Feature selection and nomogram models

Since ROC curve analysis showed that serum sLYVE1 alone was a good indicator in determining MSF and SF, we moved on to investigate whether it could assist the diagnostic ability of traditional clinical tests. Therefore, a total of 298 patients were randomly divided into a training cohort and a validation cohort by a ratio of 2:1. As shown in Table 3, there were no statistical differences in baseline clinical indicators between the 2 cohorts.

Table 3 Baseline characteristics and biochemical measurements of two cohortsPredictive models incorporating sLYVE1 had better performance for MSF

The results of the stepwise regression suggested that the model consisting of sLYVE1, gender, GFR, and hypoalbuminemia had the lowest AIC value and VIF value below 3, indicating no collinearity between variables in the model. Binary logistic regression confirmed that high sLYVE1, males, and hypoalbuminemia were independent predictors of MSF and were associated with an increased risk of MSF (Table 4). Although the indicator of nephrotic syndrome-level-proteinuria (NS-proteinuria) had a p-value of >0.05 in the univariate logistic regression analysis, it was also included in the model due to its importance in clinical diagnosis.

Table 4 Results of logistic regression analysis of clinical indicators for moderate-to-severe fibrosis

To assess whether sLYVE1 enhances the diagnostic power of traditional clinical indicators, two models were developed. Model 1 consisted of traditional clinical indicators only, while model 1 incorporated sLYVE1 constituted model 2. Nomograms of models 1 and 2 are plotted in Fig. 4a and b.

Fig. 4

Models of predicting moderate-to-severe fibrosis. a, b Nomogram of models 1 (without sLYVE1) and 2 (with sLYVE1); c ROC curves of two models in the training cohort. d ROC curves of two models in the validation cohort. e DCA curves of two models in the training cohort. f DCA curves of two models in the validation cohort

We then validated the nomograms with ROC curves and calibration curves and used DCA curves to assess their clinical value. The calibration curves demonstrated good consistency in both the training cohort (Supplementary Fig. 2a, 2b) and the validation cohort (Supplementary Fig 2c, 2d). The C-index for model 2 was higher than model 1 in both the training (0.847 vs. 0.658) and validation sets (0.798 vs. 0.660), indicating better accuracy for model 2 (Fig. 4c, d). Also, DCA curves of model 2 exhibited larger net clinical benefits than model 1 in two cohorts (Fig. 4e, f).

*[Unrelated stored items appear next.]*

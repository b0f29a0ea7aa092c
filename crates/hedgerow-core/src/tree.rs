#![forbid(unsafe_code)]

//! Retained element tree.
//!
//! A slotmap-keyed arena of elements with tags, marker flags, string
//! attributes, and parent/children links. Keys are stable across
//! reparenting, so a container moved between parents keeps its identity,
//! including any markers it carries.
//!
//! Detached subtrees stay alive in the arena until explicitly removed;
//! removal is recursive.

use std::collections::BTreeMap;

use slotmap::{SlotMap, new_key_type};

use crate::marker::Markers;

new_key_type! {
    /// Stable handle to an element.
    pub struct ElementId;
}

/// Tag-based element selector.
#[derive(Debug, Clone, PartialEq, Eq)]
#[cfg_attr(feature = "serde", derive(serde::Deserialize), serde(transparent))]
pub struct Selector {
    tag: String,
}

impl Selector {
    /// Select elements whose tag equals `tag`.
    pub fn tag(tag: impl Into<String>) -> Self {
        Self { tag: tag.into() }
    }

    /// The tag this selector matches.
    pub fn as_str(&self) -> &str {
        &self.tag
    }

    /// Whether the selector matches nothing by construction.
    pub fn is_empty(&self) -> bool {
        self.tag.is_empty()
    }
}

#[derive(Debug, Clone, Default)]
struct Element {
    tag: String,
    markers: Markers,
    pair_index: Option<u32>,
    attrs: BTreeMap<String, String>,
    parent: Option<ElementId>,
    children: Vec<ElementId>,
}

/// Owned structural copy of a subtree.
///
/// Records tags, markers, pair indices, attributes, and child order.
/// Restoring a snapshot produces fresh element keys; only the structure is
/// preserved.
#[derive(Debug, Clone, PartialEq, Eq)]
pub struct ElementSnapshot {
    tag: String,
    markers: Markers,
    pair_index: Option<u32>,
    attrs: BTreeMap<String, String>,
    children: Vec<ElementSnapshot>,
}

/// Arena of elements.
#[derive(Debug, Default)]
pub struct ElementTree {
    nodes: SlotMap<ElementId, Element>,
}

impl ElementTree {
    /// Create an empty tree.
    pub fn new() -> Self {
        Self::default()
    }

    /// Number of live elements.
    pub fn len(&self) -> usize {
        self.nodes.len()
    }

    /// Whether the tree holds no elements.
    pub fn is_empty(&self) -> bool {
        self.nodes.is_empty()
    }

    /// Create a detached element with the given tag.
    pub fn create(&mut self, tag: impl Into<String>) -> ElementId {
        self.nodes.insert(Element {
            tag: tag.into(),
            ..Element::default()
        })
    }

    /// Whether `id` refers to a live element.
    pub fn contains(&self, id: ElementId) -> bool {
        self.nodes.contains_key(id)
    }

    /// Tag of an element.
    pub fn tag(&self, id: ElementId) -> Option<&str> {
        self.nodes.get(id).map(|n| n.tag.as_str())
    }

    /// Parent of an element, if attached.
    pub fn parent(&self, id: ElementId) -> Option<ElementId> {
        self.nodes.get(id).and_then(|n| n.parent)
    }

    /// Children of an element, in document order.
    pub fn children(&self, id: ElementId) -> &[ElementId] {
        self.nodes.get(id).map(|n| n.children.as_slice()).unwrap_or(&[])
    }

    /// Append `child` as the last child of `parent`, detaching it from its
    /// current parent first. Returns `false` when either id is dead, the
    /// two are equal, or the append would create a cycle.
    pub fn append_child(&mut self, parent: ElementId, child: ElementId) -> bool {
        if parent == child || !self.contains(parent) || !self.contains(child) {
            return false;
        }
        if self.is_descendant(parent, child) {
            return false;
        }
        self.detach(child);
        self.nodes[parent].children.push(child);
        self.nodes[child].parent = Some(parent);
        true
    }

    /// Detach an element from its parent. The subtree stays alive.
    pub fn detach(&mut self, id: ElementId) {
        let Some(parent) = self.parent(id) else {
            return;
        };
        self.nodes[parent].children.retain(|&c| c != id);
        self.nodes[id].parent = None;
    }

    /// Remove an element and its whole subtree from the arena.
    pub fn remove(&mut self, id: ElementId) {
        if !self.contains(id) {
            return;
        }
        self.detach(id);
        let mut stack = vec![id];
        while let Some(next) = stack.pop() {
            if let Some(node) = self.nodes.remove(next) {
                stack.extend(node.children);
            }
        }
    }

    /// Whether `id` is a strict descendant of `ancestor`.
    pub fn is_descendant(&self, id: ElementId, ancestor: ElementId) -> bool {
        let mut cur = self.parent(id);
        while let Some(node) = cur {
            if node == ancestor {
                return true;
            }
            cur = self.parent(node);
        }
        false
    }

    /// Descendants of `root` in document (pre-order) order, excluding
    /// `root` itself.
    pub fn descendants(&self, root: ElementId) -> Vec<ElementId> {
        let mut out = Vec::new();
        let mut stack: Vec<ElementId> = self.children(root).iter().rev().copied().collect();
        while let Some(id) = stack.pop() {
            out.push(id);
            stack.extend(self.children(id).iter().rev().copied());
        }
        out
    }

    /// Descendants of `root` matching `selector`, in document order.
    pub fn query(&self, root: ElementId, selector: &Selector) -> Vec<ElementId> {
        self.descendants(root)
            .into_iter()
            .filter(|&id| {
                self.nodes
                    .get(id)
                    .is_some_and(|n| !selector.is_empty() && n.tag == selector.as_str())
            })
            .collect()
    }

    /// Markers of an element; empty for a dead id.
    pub fn markers(&self, id: ElementId) -> Markers {
        self.nodes.get(id).map(|n| n.markers).unwrap_or_default()
    }

    /// Whether an element carries all of `markers`.
    pub fn has_marker(&self, id: ElementId, markers: Markers) -> bool {
        self.markers(id).contains(markers)
    }

    /// Add markers to an element.
    pub fn insert_marker(&mut self, id: ElementId, markers: Markers) {
        if let Some(node) = self.nodes.get_mut(id) {
            node.markers.insert(markers);
        }
    }

    /// Remove markers from an element.
    pub fn remove_marker(&mut self, id: ElementId, markers: Markers) {
        if let Some(node) = self.nodes.get_mut(id) {
            node.markers.remove(markers);
        }
    }

    /// Stable pair index of an element.
    pub fn pair_index(&self, id: ElementId) -> Option<u32> {
        self.nodes.get(id).and_then(|n| n.pair_index)
    }

    /// Set the stable pair index of an element. Idempotent.
    pub fn set_pair_index(&mut self, id: ElementId, index: u32) {
        if let Some(node) = self.nodes.get_mut(id) {
            node.pair_index = Some(index);
        }
    }

    /// Attribute value of an element.
    pub fn attr(&self, id: ElementId, name: &str) -> Option<&str> {
        self.nodes
            .get(id)
            .and_then(|n| n.attrs.get(name))
            .map(String::as_str)
    }

    /// Set an attribute on an element.
    pub fn set_attr(&mut self, id: ElementId, name: impl Into<String>, value: impl Into<String>) {
        if let Some(node) = self.nodes.get_mut(id) {
            node.attrs.insert(name.into(), value.into());
        }
    }

    /// Record a structural snapshot of `root` and its subtree.
    pub fn snapshot(&self, root: ElementId) -> Option<ElementSnapshot> {
        let node = self.nodes.get(root)?;
        let children = node
            .children
            .iter()
            .filter_map(|&c| self.snapshot(c))
            .collect();
        Some(ElementSnapshot {
            tag: node.tag.clone(),
            markers: node.markers,
            pair_index: node.pair_index,
            attrs: node.attrs.clone(),
            children,
        })
    }

    /// Restore `root` and its subtree from a snapshot.
    ///
    /// The element's own tag, markers, index, and attributes are reset to
    /// the recorded state; current children are removed recursively and
    /// rebuilt from the snapshot with fresh keys.
    pub fn restore(&mut self, root: ElementId, snapshot: &ElementSnapshot) {
        if !self.contains(root) {
            return;
        }
        for child in self.children(root).to_vec() {
            self.remove(child);
        }
        {
            let node = &mut self.nodes[root];
            node.tag = snapshot.tag.clone();
            node.markers = snapshot.markers;
            node.pair_index = snapshot.pair_index;
            node.attrs = snapshot.attrs.clone();
        }
        for child in &snapshot.children {
            let id = self.materialize(child);
            self.append_child(root, id);
        }
    }

    fn materialize(&mut self, snapshot: &ElementSnapshot) -> ElementId {
        let id = self.nodes.insert(Element {
            tag: snapshot.tag.clone(),
            markers: snapshot.markers,
            pair_index: snapshot.pair_index,
            attrs: snapshot.attrs.clone(),
            parent: None,
            children: Vec::new(),
        });
        for child in &snapshot.children {
            let child_id = self.materialize(child);
            self.append_child(id, child_id);
        }
        id
    }
}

Predictive models incorporating sLYVE1 had better performance for SF

To explore the diagnostic value of sLYVE1 as an aid in SF, we performed a similar assessment to that in MSF. Since the model with sLYVE1, hypoalbuminemia had minimal AIC value and low VIF (Table 5), they were incorporated into the models (Fig. 5a, b).

Table 5 Results of logistic regression analysis of clinical indicators for severe fibrosisFig. 5

Models of predicting severe fibrosis. a, b Nomogram of models 1 (without sLYVE1) and 2 (with sLYVE1); c ROC curves of two models in the training cohort. d ROC curves of two models in the validation cohort. e DCA curves of two models in the training cohort. f DCA curves of two models in the validation cohort

Calibration curves and DCA curves were displayed in Fig. 5c–f and Supplementary Fig 3, indicating that the model had a better consistency accuracy and greater net clinical benefits with the inclusion of sLYVE1. Furthermore, the results of ROC analysis revealed a better discriminate power of model 2 than model 1 in two sets (training set: 0.856 vs. 0.603; validation set: 0.835 vs. 0.655).